US Soccer Did it Right ... Willkommen Herr Klinsmann

From rigid to rambunctious: U.S. Soccer finally lands Jurgen Klinsmann

No longer will the success and failures of U.S. Soccer get pinned on the rigid American style of play. By announcing the hiring of Jürgen Klinsmann yesterday, U.S. Soccer President Sunil Gulati not only nabbed the team’s first foreign coach since 1995, he has given the keys to an offensive-minded showman unafraid to reinvent the system.

As coach of Germany for the 2006 World Cup, Klinsmann, who turns 47 on Saturday, bucked a longstanding trend by transforming the Germans from a mechanical defensive unit to smooth attackers.

He’s undertaking a similar task with the Americans, who have never produced a great striker and were outclassed by rival Mexico in the last three matchups. ...

See the whole article here, courtesy of NY Daily News.

Kicking Back Comments: Excellent hiring decision. It does give me a bit of pause however. Everyone is excited about this and is signaling it as a turning point for the US National team. OK, fair enough.

But, is there no domestic coach that can handle this? Or does just putting a "foreigner" at the helm (he lives in CA after all), our saving grace? Now that is not the whole picture to be certain, Klinsmann was an accomplished international soccer phenom as a player. Interesting however that our last two coaches really had no international playing experience. Bob Bradley had none. His playing career seemed to end at Princeton. Bruce Arena had very limited, making a single appearance for the US National Team in 1973, and player professionally for the Tacoma Tides in 1976 as a goalkeeper.

Please note, I'm not knocking here, just observing. I only played college ball too, so Arena's accomplishments are significant to me. But were they the crack in the US Soccer domestic armor ... we don't have anyone yet who can coach the US Team with significant international experience.
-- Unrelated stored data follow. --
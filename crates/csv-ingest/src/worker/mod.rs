pub mod consumer;
pub mod job;
pub mod queue;
pub mod recovery;
pub mod submit;

pub use consumer::Worker;
pub use job::{JobOutcome, JobResult, QueuedJob};
pub use queue::{Delivery, JobQueue};
pub use recovery::{recover_crashed_jobs, CRASH_ERROR};
pub use submit::submit_upload;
Prior to these guys was Bora Milutinović, who assembled and led an inspired US Team in 1994. Bora too has significant playing experience.
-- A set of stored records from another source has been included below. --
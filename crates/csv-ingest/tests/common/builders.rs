//! Builders for CSV upload files.

#![allow(dead_code)]

/// Builds CSV text row by row.
///
/// Empty cells are written as nothing between the commas, the way exported
/// spreadsheets leave them.
pub struct CsvBuilder {
    headers: Vec<String>,
    rows: Vec<Vec<String>>,
}

impl CsvBuilder {
    /// A builder with the standard `name,email,phone,company` header.
    pub fn new() -> Self {
        Self::with_headers(&["name", "email", "phone", "company"])
    }

    pub fn with_headers(headers: &[&str]) -> Self {
        Self {
            headers: headers.iter().map(|h| h.to_string()).collect(),
            rows: Vec::new(),
        }
    }

    pub fn row(mut self, cells: &[&str]) -> Self {
        self.rows.push(cells.iter().map(|c| c.to_string()).collect());
        self
    }

    pub fn customer(self, name: &str, email: &str, phone: &str, company: &str) -> Self {
        self.row(&[name, email, phone, company])
    }

    /// Appends `count` distinct valid customers, emails `prefix{n}@example.com`.
    pub fn customers(mut self, prefix: &str, count: usize) -> Self {
        for n in 0..count {
            self = self.customer(
                &format!("Customer {}", n),
                &format!("{}{}@example.com", prefix, n),
                "",
                "Acme",
            );
        }
        self
    }

    pub fn build(&self) -> String {
        let mut out = self.headers.join(",");
        out.push('\n');
        for row in &self.rows {
            let cells: Vec<String> = row.iter().map(|c| quote(c)).collect();
            out.push_str(&cells.join(","));
            out.push('\n');
        }
        out
    }
}

impl Default for CsvBuilder {
    fn default() -> Self {
        Self::new()
    }
}

fn quote(cell: &str) -> String {
    if cell.contains(',') || cell.contains('"') || cell.contains('\n') {
        format!("\"{}\"", cell.replace('"', "\"\""))
    } else {
        cell.to_string()
    }
}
It makes me wonder. When will a domestic coach "be ready", to bring the US forward as a soccer power? Is it really when this generation of US MNT players gets older, and joins the coaching ranks?
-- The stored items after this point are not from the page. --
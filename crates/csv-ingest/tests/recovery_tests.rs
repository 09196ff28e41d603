//! Redelivery, crash recovery and the queue worker, end to end.

mod common;

use std::sync::Arc;
use std::time::Duration;

use common::{CsvBuilder, TestHarness};

use csv_ingest::broadcast::JobStatus;
use csv_ingest::db::customer_repo::{self, NewCustomer};
use csv_ingest::db::failed_row_repo::{self, NewFailedRow};
use csv_ingest::db::job_repo;
use csv_ingest::pipeline::BroadcastProgress;
use csv_ingest::worker::{recover_crashed_jobs, JobQueue, Worker, CRASH_ERROR};

const RESULT_TIMEOUT: Duration = Duration::from_secs(10);

#[test]
fn test_redelivery_after_partial_attempt() {
    let harness = TestHarness::new();
    let csv = CsvBuilder::new()
        .customer("A", "a@x.com", "", "Co")
        .customer("B", "b@x.com", "", "Co")
        .customer("C", "", "", "Co")
        .customer("D", "d@x.com", "", "Co")
        .build();
    let job = harness.create_job(harness.write_csv("retry.csv", &csv));

    // State left by an attempt that died after its first batch and one
    // rejected row.
    harness
        .db
        .with_transaction(|tx| {
            job_repo::mark_processing(tx, &job.job_id, "2026-01-01T00:00:00Z")?;
            for (name, email) in [("A", "a@x.com"), ("B", "b@x.com")] {
                customer_repo::insert(
                    tx,
                    &job.job_id,
                    &NewCustomer {
                        name,
                        email,
                        phone: None,
                        company: "Co",
                    },
                )?;
            }
            failed_row_repo::insert(
                tx,
                &job.job_id,
                &NewFailedRow {
                    row_number: 4,
                    name: Some("C"),
                    email: None,
                    phone: None,
                    company: Some("Co"),
                    error: "Row 4: Email is required",
                },
            )
        })
        .unwrap();

    let outcome = harness.run(&job).unwrap();

    assert_eq!(outcome.status, JobStatus::Completed);
    assert_eq!(outcome.total_rows, 4);
    assert_eq!(outcome.success_count, 3);
    assert_eq!(outcome.failed_count, 1);

    // No duplicate customers and exactly one failed-row record.
    assert_eq!(harness.customers(&job.job_id).len(), 3);
    let failed = harness.failed_rows(&job.job_id);
    assert_eq!(failed.len(), 1);
    assert_eq!(failed[0].row_number, 4);
}

#[test]
fn test_rerun_of_finished_job_is_stable() {
    let harness = TestHarness::new();
    let csv = CsvBuilder::new()
        .customers("again", 30)
        .customer("Bad", "bad", "", "Co")
        .build();

    let (job, first) = harness.run_csv("again.csv", &csv);
    let first = first.unwrap();
    let second = harness.run(&job).unwrap();

    assert_eq!(first.success_count, second.success_count);
    assert_eq!(first.failed_count, second.failed_count);
    assert_eq!(harness.customers(&job.job_id).len(), 30);
    assert_eq!(harness.failed_rows(&job.job_id).len(), 1);
}

#[test]
fn test_crash_recovery_fails_processing_jobs_once() {
    let mut harness = TestHarness::new();
    let interrupted = harness.create_job(harness.write_csv("a.csv", "name,email,phone,company\n"));
    let pending = harness.create_job(harness.write_csv("b.csv", "name,email,phone,company\n"));
    harness
        .db
        .with_conn(|c| {
            job_repo::mark_processing(c, &interrupted.job_id, "2026-01-01T00:00:00Z")?;
            job_repo::set_total_rows(c, &interrupted.job_id, 500)
        })
        .unwrap();

    let progress = BroadcastProgress::new(harness.broadcaster.clone());
    assert_eq!(recover_crashed_jobs(&harness.db, &progress).unwrap(), 1);
    assert_eq!(recover_crashed_jobs(&harness.db, &progress).unwrap(), 0);

    let row = harness.job(&interrupted.job_id);
    assert_eq!(row.status, JobStatus::Failed);
    assert_eq!(row.errors, vec![CRASH_ERROR.to_string()]);
    assert!(row.completed_at.is_some());
    assert_eq!(harness.job(&pending.job_id).status, JobStatus::Pending);

    let events = harness.drain_events();
    assert_eq!(events.len(), 1);
    assert_eq!(events[0].job_id, interrupted.job_id);
    assert_eq!(events[0].status, JobStatus::Failed);
    assert_eq!(events[0].total_rows, 500);
    assert_eq!(events[0].errors, Some(vec![CRASH_ERROR.to_string()]));
}

#[test]
fn test_worker_processes_jobs_in_order() {
    let harness = TestHarness::new();
    let queue = JobQueue::new(8, 3);
    let progress = Arc::new(BroadcastProgress::new(harness.broadcaster.clone()));
    let worker = Worker::spawn(harness.pipeline(), queue.clone(), progress).unwrap();

    let good = harness.create_job(
        harness.write_csv("good.csv", &CsvBuilder::new().customers("w", 3).build()),
    );
    let broken = harness.create_job(harness.write_csv(
        "broken.csv",
        &CsvBuilder::with_headers(&["name", "email"]).row(&["A", "a@x.com"]).build(),
    ));
    queue.enqueue(good.clone()).unwrap();
    queue.enqueue(broken.clone()).unwrap();

    let first = worker.recv_result_timeout(RESULT_TIMEOUT).unwrap();
    assert_eq!(first.job_id, good.job_id);
    assert!(first.outcome.unwrap().is_success());

    let second = worker.recv_result_timeout(RESULT_TIMEOUT).unwrap();
    assert_eq!(second.job_id, broken.job_id);
    assert!(second.is_final());
    assert_eq!(second.attempt, 1);
    assert!(second.error.unwrap().contains("Missing columns: phone, company"));

    worker.wait();

    assert_eq!(harness.job(&good.job_id).status, JobStatus::Completed);
    assert_eq!(harness.job(&broken.job_id).status, JobStatus::Failed);
}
That said about our coaches ... what about our referees?


  1. Is playing experience at the international level the prime skill a US coach needs to be able to do a good job or is it "international" coaching experience the key?

    Did the "Special One" have alot of international "playing" experience or is it his experience "coaching" at that level?

    Isn't it the skill in "matching" the right players against the opponents, and tactics at the HIGHEST level: International Competition the biggest necessary skill?

    I know that the "highest" level of playing experience gives a referee a heads up in getting to the FIFA level. You NEED much more to be successful :Courage,Handing people in VERY INTENSE situations, KNOWLEDGE of the laws frontwards and backwards, etc.

    Just my thoughts

  2. Anon,

    Agreed on all points. I would opine for one to survive as an international player, one has developed all the qualities you described (courage, etc.).

    This may include matching players, as there is a "sense" that develops in those best players in the world to see what "clicks." Now that said, there also needs to be some book work to go along with that, which I am sure has/is being done.

    Regarding players as referees, generally they make excellent referees with some training. Again you can't teach common sense or soccer sense. These too are critical to being successful as a referee. Book work alone won't get it done at the highest level.